Work instruction>
Transcribe exactly the line in which "local runner never" occurs, plus every line that comes after it up to the end of the entries.

Data records>
//! User-defined work items and weighted selection between them.

use std::future::Future;
use std::pin::Pin;
use std::sync::Arc;

use rand::Rng;

use crate::SwarmError;

pub type TaskFuture = Pin<Box<dyn Future<Output = Result<(), SwarmError>> + Send>>;
pub type TaskFn = Arc<dyn Fn() -> TaskFuture + Send + Sync>;

/// A single unit of work a virtual user may execute, plus the relative
/// frequency it should be picked at.
#[derive(Clone)]
pub struct Task {
    pub name: String,
    pub weight: u32,
    func: TaskFn,
}

impl Task {
    /// `weight` of zero is rejected by [`TaskSet::add`], not here, so that a
    /// `Task` can always be constructed in isolation for tests.
    pub fn new<F, Fut>(name: impl Into<String>, weight: u32, func: F) -> Self
    where
        F: Fn() -> Fut + Send + Sync + 'static,
        Fut: Future<Output = Result<(), SwarmError>> + Send + 'static,
    {
        Self {
            name: name.into(),
            weight,
            func: Arc::new(move || Box::pin(func())),
        }
    }

    pub async fn run(&self) -> Result<(), SwarmError> {
        (self.func)().await
    }
}

impl std::fmt::Debug for Task {
    fn fmt(&self, f: &mut std::fmt::Formatter<'_>) -> std::fmt::Result {
        f.debug_struct("Task")
            .field("name", &self.name)
            .field("weight", &self.weight)
            .finish()
    }
}

/// A weighted collection of [`Task`]s a worker pool draws from.
#[derive(Clone, Default)]
pub struct TaskSet {
    tasks: Vec<Task>,
    total_weight: u64,
}

impl TaskSet {
    pub fn new() -> Self {
        Self::default()
    }

    /// Adds `task` to the set. A weight of zero makes a task unreachable, so
    /// it is rejected rather than silently ignored.
    pub fn add(&mut self, task: Task) -> Result<(), SwarmError> {
        if task.weight == 0 {
            return Err(SwarmError::Validation(format!(
                "task '{}' has zero weight",
                task.name
            )));
        }
        self.total_weight += u64::from(task.weight);
        self.tasks.push(task);
        Ok(())
    }

    /// Looks up a task by name, used by the facade's one-shot `run-tasks`
    /// mode.
    pub fn find(&self, name: &str) -> Option<&Task> {
        self.tasks.iter().find(|t| t.name == name)
    }

    pub fn is_empty(&self) -> bool {
        self.tasks.is_empty()
    }

    pub fn len(&self) -> usize {
        self.tasks.len()
    }

    /// Picks one task at random, weighted by `weight`. Returns `None` if the
    /// set is empty.
    pub fn pick(&self) -> Option<&Task> {
        if self.tasks.is_empty() {
            return None;
        }
        let mut roll = rand::thread_rng().gen_range(0..self.total_weight);
        for task in &self.tasks {
            let weight = u64::from(task.weight);
            if roll < weight {
                return Some(task);
            }
            roll -= weight;
        }
        // Floating error margin only; weights are integral so this is unreachable
        // in practice, but falling back to the last task keeps pick() total.
        self.tasks.last()
    }
}

#[cfg(test)]
mod tests {
    use super::*;

    fn noop_task(name: &str, weight: u32) -> Task {
        Task::new(name.to_string(), weight, || async { Ok(()) })
    }

    #[test]
    fn zero_weight_task_is_rejected() {
        let mut set = TaskSet::new();
        let err = set.add(noop_task("broken", 0)).unwrap_err();
        assert!(matches!(err, SwarmError::Validation(_)));
    }

    #[test]
    fn empty_set_picks_none() {
        let set = TaskSet::new();
        assert!(set.pick().is_none());
    }

    #[test]
    fn single_task_always_picked() {
        let mut set = TaskSet::new();
        set.add(noop_task("only", 5)).unwrap();
        for _ in 0..20 {
            assert_eq!(set.pick().unwrap().name, "only");
        }
    }

    #[test]
    fn weighted_pick_converges_to_configured_ratio() {
        let mut set = TaskSet::new();
        set.add(noop_task("light", 1)).unwrap();
        set.add(noop_task("heavy", 3)).unwrap();

        let mut light = 0u32;
        let mut heavy = 0u32;
        for _ in 0..100_000 {
            match set.pick().unwrap().name.as_str() {
                "light" => light += 1,
                "heavy" => heavy += 1,
                other => panic!("unexpected task {other}"),
            }
        }

        let ratio = f64::from(heavy) / f64::from(light);
        assert!(
            (2.85..=3.15).contains(&ratio),
            "expected heavy:light ratio near 3.0, got {ratio}"
        );
    }

    #[test]
    fn find_looks_up_by_name() {
        let mut set = TaskSet::new();
        set.add(noop_task("alpha", 1)).unwrap();
        set.add(noop_task("beta", 2)).unwrap();
        assert_eq!(set.find("beta").unwrap().name, "beta");
        assert!(set.find("missing").is_none());
    }

    #[tokio::test]
    async fn run_invokes_underlying_future() {
        let task = noop_task("runs", 1);
        task.run().await.unwrap();
    }

    #[tokio::test]
    async fn run_propagates_error() {
        let task = Task::new("fails", 1, || async {
            Err(SwarmError::Engine("boom".into()))
        });
        let err = task.run().await.unwrap_err();
        assert!(matches!(err, SwarmError::Engine(_)));
    }
}
//! Runner lifecycles: a standalone [`local::LocalRunner`] and a
//! master-driven [`slave::SlaveRunner`] state machine, sharing the same
//! [`RunnerState`] vocabulary.

mod local;
mod slave;

pub use local::LocalRunner;
pub use slave::SlaveRunner;

/// Lifecycle state shared by both runner variants. A local runner never
/// enters `Missing` — that transition only applies to a slave that has lost
/// contact with its master.
#[derive(Debug, Clone, Copy, PartialEq, Eq)]
pub enum RunnerState {
    Ready,
    Spawning,
    Running,
    Stopped,
    Missing,
}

Answer to the exercise>
/// Lifecycle state shared by both runner variants. A local runner never
/// enters `Missing` — that transition only applies to a slave that has lost
/// contact with its master.
#[derive(Debug, Clone, Copy, PartialEq, Eq)]
pub enum RunnerState {
    Ready,
    Spawning,
    Running,
    Stopped,
    Missing,
}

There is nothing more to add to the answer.